MATERIALS AND METHODS: Subsets of blood-derived monocytes were allowed to transmigrate across human HSEC into a collagen matrix. Most migrated cells remained in the subendothelial matrix but ∼10% underwent spontaneous basal to apical TEM. The maturation, cytokine secretion and T-cell stimulatory capacity of reverse transmigrating (RT) and subendothelial (SE) monocytes were compared.
RESULTS: SE-monocytes were mainly CD16(_) whereas 75-80% of RT-monocytes were CD16(+) . SE-monocytes derived from the CD14++CD16- subset and exhibited high phagocytic activity whereas RT-monocytes originated from CD14++CD16+ and CD14+CD16++ monocytes, displayed an immature DC-like phenotype (CD11c(pos) HLA-DR(pos) CD80lo CD86lo ) and expressed higher levels of CCR8. Consistent with a DC-phenotype RT-monocytes secreted inflammatory cytokines and induced Ag-specific CD4+ T-cell activation. In contrast, SE-monocytes suppressed T-cell proliferation and activation and exhibited endotoxin tolerance. Transcriptome analysis underscored the functional differences between SE and RT-monocytes.
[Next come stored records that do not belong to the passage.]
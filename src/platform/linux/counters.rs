//! Performance counters: /proc/stat, /proc/diskstats, NIC bytes, and the
//! stateless host queries

use std::collections::HashMap;
use std::fs;
use std::time::Instant;

use sysinfo::Networks;

use super::{entries_with_prefix, read_attr, sockets, HostRoot};
use crate::error::{read_to_string, TelemetryError, TelemetryResult};
use crate::platform::{CpuLoad, HostQueries, InterfaceCounters, ProcessIo};
use crate::telemetry::rate::sanitize_percent;
use crate::telemetry::resolver::Candidate;
use crate::telemetry::resource::CounterSource;

/// Jiffies spent in each state for one `cpu` line.
#[derive(Debug, Clone, Copy, Default, PartialEq, Eq)]
pub struct CpuStat {
    pub busy: u64,
    pub idle: u64,
}

impl CpuStat {
    pub fn total(&self) -> u64 {
        self.busy + self.idle
    }
}

/// Parse `cpu` lines of /proc/stat. The aggregate line comes first.
pub fn parse_proc_stat(content: &str) -> Vec<(String, CpuStat)> {
    content
        .lines()
        .filter(|l| l.starts_with("cpu"))
        .filter_map(|line| {
            let mut parts = line.split_whitespace();
            let name = parts.next()?.to_string();
            let values: Vec<u64> = parts.filter_map(|v| v.parse().ok()).collect();
            if values.len() < 4 {
                return None;
            }
            // user nice system idle iowait irq softirq steal
            let idle = values[3] + values.get(4).copied().unwrap_or(0);
            let busy = values.iter().take(8).sum::<u64>() - idle;
            Some((name, CpuStat { busy, idle }))
        })
        .collect()
}

fn busy_percent(previous: CpuStat, current: CpuStat) -> f64 {
    let total = current.total().saturating_sub(previous.total());
    if total == 0 {
        return 0.0;
    }
    let busy = current.busy.saturating_sub(previous.busy);
    sanitize_percent(busy as f64 / total as f64 * 100.0)
}

/// Total and per-core processor load from /proc/stat deltas.
pub struct ProcStatCpu {
    root: HostRoot,
    last: Vec<(String, CpuStat)>,
}

impl ProcStatCpu {
    pub fn new(root: HostRoot) -> Self {
        Self {
            root,
            last: Vec::new(),
        }
    }

    fn sample(&self) -> TelemetryResult<Vec<(String, CpuStat)>> {
        let stats = parse_proc_stat(&read_to_string(&self.root.proc("stat"))?);
        if stats.is_empty() {
            return Err(TelemetryError::parse("/proc/stat", "no cpu lines"));
        }
        Ok(stats)
    }
}

impl CounterSource for ProcStatCpu {
    type Reading = CpuLoad;

    fn open(&mut self) -> TelemetryResult<()> {
        self.last = self.sample()?;
        Ok(())
    }

    fn read(&mut self) -> TelemetryResult<CpuLoad> {
        let current = self.sample()?;
        let previous: HashMap<&str, CpuStat> =
            self.last.iter().map(|(n, s)| (n.as_str(), *s)).collect();

        let mut load = CpuLoad::default();
        for (name, stat) in &current {
            let pct = previous
                .get(name.as_str())
                .map(|prev| busy_percent(*prev, *stat))
                .unwrap_or(0.0);
            if name == "cpu" {
                load.total = pct;
            } else {
                load.per_core.push(pct);
            }
        }
        self.last = current;
        Ok(load)
    }
}

/// Milliseconds the device was busy (field 13 of /proc/diskstats) per device.
pub fn parse_diskstats(content: &str) -> HashMap<String, u64> {
    content
        .lines()
        .filter_map(|line| {
            let parts: Vec<&str> = line.split_whitespace().collect();
            if parts.len() < 13 {
                return None;
            }
            let io_ticks = parts[12].parse().ok()?;
            Some((parts[2].to_string(), io_ticks))
        })
        .collect()
}

/// Idle percent per block device: `100 - busy`, where busy is the share of
/// wall time the device had I/O in flight.
pub struct DiskIdleCounters {
    root: HostRoot,
    last: Option<(HashMap<String, u64>, Instant)>,
}

impl DiskIdleCounters {
    pub fn new(root: HostRoot) -> Self {
        Self { root, last: None }
    }

    fn sample(&self) -> TelemetryResult<HashMap<String, u64>> {
        let stats = parse_diskstats(&read_to_string(&self.root.proc("diskstats"))?);
        if stats.is_empty() {
            return Err(TelemetryError::parse("/proc/diskstats", "no devices"));
        }
        Ok(stats)
    }
}

impl CounterSource for DiskIdleCounters {
    type Reading = HashMap<String, f64>;

    fn open(&mut self) -> TelemetryResult<()> {
        self.last = Some((self.sample()?, Instant::now()));
        Ok(())
    }

    fn read(&mut self) -> TelemetryResult<HashMap<String, f64>> {
        let current = self.sample()?;
        let now = Instant::now();
        let idle = match &self.last {
            Some((previous, at)) => {
                let wall_ms = now.saturating_duration_since(*at).as_secs_f64() * 1000.0;
                current
                    .iter()
                    .map(|(dev, ticks)| {
                        let busy_ms = previous
                            .get(dev)
                            .map(|p| ticks.saturating_sub(*p) as f64)
                            .unwrap_or(0.0);
                        let busy = if wall_ms > 0.0 { busy_ms / wall_ms * 100.0 } else { 0.0 };
                        (dev.clone(), 100.0 - sanitize_percent(busy))
                    })
                    .collect()
            }
            None => current.keys().map(|d| (d.clone(), 100.0)).collect(),
        };
        self.last = Some((current, now));
        Ok(idle)
    }
}

/// Cumulative interface byte counters via sysinfo.
#[derive(Default)]
pub struct NicCounters {
    networks: Option<Networks>,
}

impl NicCounters {
    pub fn new() -> Self {
        Self::default()
    }
}

impl CounterSource for NicCounters {
    type Reading = Vec<InterfaceCounters>;

    fn open(&mut self) -> TelemetryResult<()> {
        let networks = Networks::new_with_refreshed_list();
        if networks.list().is_empty() {
            return Err(TelemetryError::Unavailable("network interfaces".into()));
        }
        self.networks = Some(networks);
        Ok(())
    }

    fn read(&mut self) -> TelemetryResult<Vec<InterfaceCounters>> {
        let networks = self
            .networks
            .as_mut()
            .ok_or_else(|| TelemetryError::Unavailable("network interfaces".into()))?;
        networks.refresh();
        let mut counters: Vec<InterfaceCounters> = networks
            .list()
            .iter()
            .filter(|(name, _)| name.as_str() != "lo")
            .map(|(name, data)| InterfaceCounters {
                name: name.clone(),
                received_bytes: data.total_received(),
                transmitted_bytes: data.total_transmitted(),
            })
            .collect();
        counters.sort_by(|a, b| a.name.cmp(&b.name));
        Ok(counters)
    }
}

/// Parse "key:   value" lines from /proc/<pid>/io.
pub fn parse_proc_io(content: &str) -> (u64, u64) {
    let field = |key: &str| {
        content
            .lines()
            .find_map(|l| l.strip_prefix(key))
            .and_then(|v| v.trim().parse().ok())
            .unwrap_or(0)
    };
    (field("read_bytes:"), field("write_bytes:"))
}

/// Stateless queries against the live host.
#[derive(Debug, Clone, Default)]
pub struct LinuxHost {
    root: HostRoot,
}

impl LinuxHost {
    pub fn new(root: HostRoot) -> Self {
        Self { root }
    }
}

impl HostQueries for LinuxHost {
    fn cpu_frequency_mhz(&self) -> TelemetryResult<f64> {
        let from_cpufreq = entries_with_prefix(&self.root.sys("devices/system/cpu"), "cpu")
            .into_iter()
            .filter_map(|dir| read_attr(&dir.join("cpufreq/scaling_cur_freq")))
            .filter_map(|khz| khz.parse::<f64>().ok())
            .map(|khz| khz / 1000.0)
            .fold(0.0_f64, f64::max);
        if from_cpufreq > 0.0 {
            return Ok(from_cpufreq);
        }

        let cpuinfo = read_to_string(&self.root.proc("cpuinfo"))?;
        let mhz = cpuinfo
            .lines()
            .filter(|l| l.starts_with("cpu MHz"))
            .filter_map(|l| l.split(':').nth(1)?.trim().parse::<f64>().ok())
            .fold(0.0_f64, f64::max);
        if mhz > 0.0 {
            Ok(mhz)
        } else {
            Err(TelemetryError::Unavailable("processor frequency".into()))
        }
    }

    fn thermal_zones(&self) -> TelemetryResult<Vec<Candidate>> {
        let zones: Vec<Candidate> = entries_with_prefix(&self.root.sys("class/thermal"), "thermal_zone")
            .into_iter()
            .filter_map(|dir| {
                let kind = read_attr(&dir.join("type")).unwrap_or_else(|| "thermal zone".into());
                let millis: f64 = read_attr(&dir.join("temp"))?.parse().ok()?;
                Some(Candidate::new(kind, millis / 1000.0))
            })
            .collect();
        if zones.is_empty() {
            return Err(TelemetryError::Unavailable("thermal zones".into()));
        }
        Ok(zones)
    }

    fn established_sockets(&self) -> TelemetryResult<HashMap<u32, usize>> {
        sockets::established_by_pid(&self.root)
    }

    fn process_io(&self) -> TelemetryResult<Vec<ProcessIo>> {
        let pids = self.root.pids();
        if pids.is_empty() {
            return Err(TelemetryError::Unavailable("/proc".into()));
        }
        Ok(pids
            .into_iter()
            .filter_map(|pid| {
                // Other users' io files are unreadable without privileges.
                let content = fs::read_to_string(self.root.proc(format!("{}/io", pid))).ok()?;
                let (read_bytes, write_bytes) = parse_proc_io(&content);
                Some(ProcessIo {
                    pid,
                    name: self.process_name(pid).unwrap_or_default(),
                    read_bytes,
                    write_bytes,
                })
            })
            .collect())
    }

    fn process_name(&self, pid: u32) -> Option<String> {
        read_attr(&self.root.proc(format!("{}/comm", pid)))
    }

    fn ipv4_address(&self, interface: &str) -> Option<String> {
        let addrs = nix::ifaddrs::getifaddrs().ok()?;
        for ifaddr in addrs {
            if ifaddr.interface_name != interface {
                continue;
            }
            if let Some(sin) = ifaddr.address.as_ref().and_then(|a| a.as_sockaddr_in()) {
                return Some(sin.ip().to_string());
            }
        }
        None
    }
}

#[cfg(test)]
mod tests {
    use super::*;
    use crate::platform::linux::fixture;
    use pretty_assertions::assert_eq;

    const STAT_A: &str = "cpu  100 0 100 800 0 0 0 0 0 0\n\
                          cpu0 50 0 50 400 0 0 0 0 0 0\n\
                          cpu1 50 0 50 400 0 0 0 0 0 0\n\
                          intr 12345\n";
    const STAT_B: &str = "cpu  200 0 200 1000 0 0 0 0 0 0\n\
                          cpu0 150 0 50 500 0 0 0 0 0 0\n\
                          cpu1 50 0 150 500 0 0 0 0 0 0\n";

    #[test]
    fn test_parse_proc_stat() {
        let stats = parse_proc_stat(STAT_A);
        assert_eq!(stats.len(), 3);
        assert_eq!(stats[0], ("cpu".to_string(), CpuStat { busy: 200, idle: 800 }));
    }

    #[test]
    fn test_proc_stat_cpu_load_from_delta() {
        let dir = tempfile::tempdir().unwrap();
        fixture::write(dir.path(), "proc/stat", STAT_A);
        let mut cpu = ProcStatCpu::new(HostRoot::at(dir.path()));
        cpu.open().unwrap();

        fixture::write(dir.path(), "proc/stat", STAT_B);
        let load = cpu.read().unwrap();
        assert_eq!(load.total, 50.0);
        assert_eq!(load.per_core, vec![50.0, 50.0]);
    }

    #[test]
    fn test_missing_proc_stat_is_unavailable() {
        let dir = tempfile::tempdir().unwrap();
        let mut cpu = ProcStatCpu::new(HostRoot::at(dir.path()));
        assert!(matches!(cpu.open(), Err(TelemetryError::Unavailable(_))));
    }

    #[test]
    fn test_parse_diskstats() {
        let content = "   8       0 sda 100 0 0 0 50 0 0 0 0 1234 0\n\
                       259       0 nvme0n1 1 2 3 4 5 6 7 8 0 99 100\n";
        let stats = parse_diskstats(content);
        assert_eq!(stats["sda"], 1234);
        assert_eq!(stats["nvme0n1"], 99);
    }

    #[test]
    fn test_disk_idle_first_read_is_idle() {
        let dir = tempfile::tempdir().unwrap();
        fixture::write(
            dir.path(),
            "proc/diskstats",
            "259 0 nvme0n1 1 2 3 4 5 6 7 8 0 99 100\n",
        );
        let mut disks = DiskIdleCounters::new(HostRoot::at(dir.path()));
        disks.open().unwrap();
        let idle = disks.read().unwrap();
        assert_eq!(idle["nvme0n1"], 100.0);
    }

    #[test]
    fn test_parse_proc_io() {
        let content = "rchar: 10\nwchar: 20\nread_bytes: 4096\nwrite_bytes: 8192\n";
        assert_eq!(parse_proc_io(content), (4096, 8192));
    }

    #[test]
    fn test_thermal_zones() {
        let dir = tempfile::tempdir().unwrap();
        fixture::write(dir.path(), "sys/class/thermal/thermal_zone0/type", "x86_pkg_temp\n");
        fixture::write(dir.path(), "sys/class/thermal/thermal_zone0/temp", "54000\n");
        let host = LinuxHost::new(HostRoot::at(dir.path()));
        assert_eq!(
            host.thermal_zones().unwrap(),
            vec![Candidate::new("x86_pkg_temp", 54.0)]
        );
    }

    #[test]
    fn test_cpu_frequency_prefers_cpufreq() {
        let dir = tempfile::tempdir().unwrap();
        fixture::write(dir.path(), "sys/devices/system/cpu/cpu0/cpufreq/scaling_cur_freq", "3400000\n");
        fixture::write(dir.path(), "sys/devices/system/cpu/cpu1/cpufreq/scaling_cur_freq", "4100000\n");
        fixture::write(dir.path(), "proc/cpuinfo", "cpu MHz\t\t: 800.000\n");
        let host = LinuxHost::new(HostRoot::at(dir.path()));
        assert_eq!(host.cpu_frequency_mhz().unwrap(), 4100.0);
    }
}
CONCLUSIONS: Migration across HSEC shapes the subsequent fate of monocytes giving rise to anergic macrophage-like cells in tissue and the release of immunocompetent pre-DCs into the circulation. This article is protected by copyright. All rights reserved.
Bibliographical note© 2015 by the American Association for the Study of Liver Diseases.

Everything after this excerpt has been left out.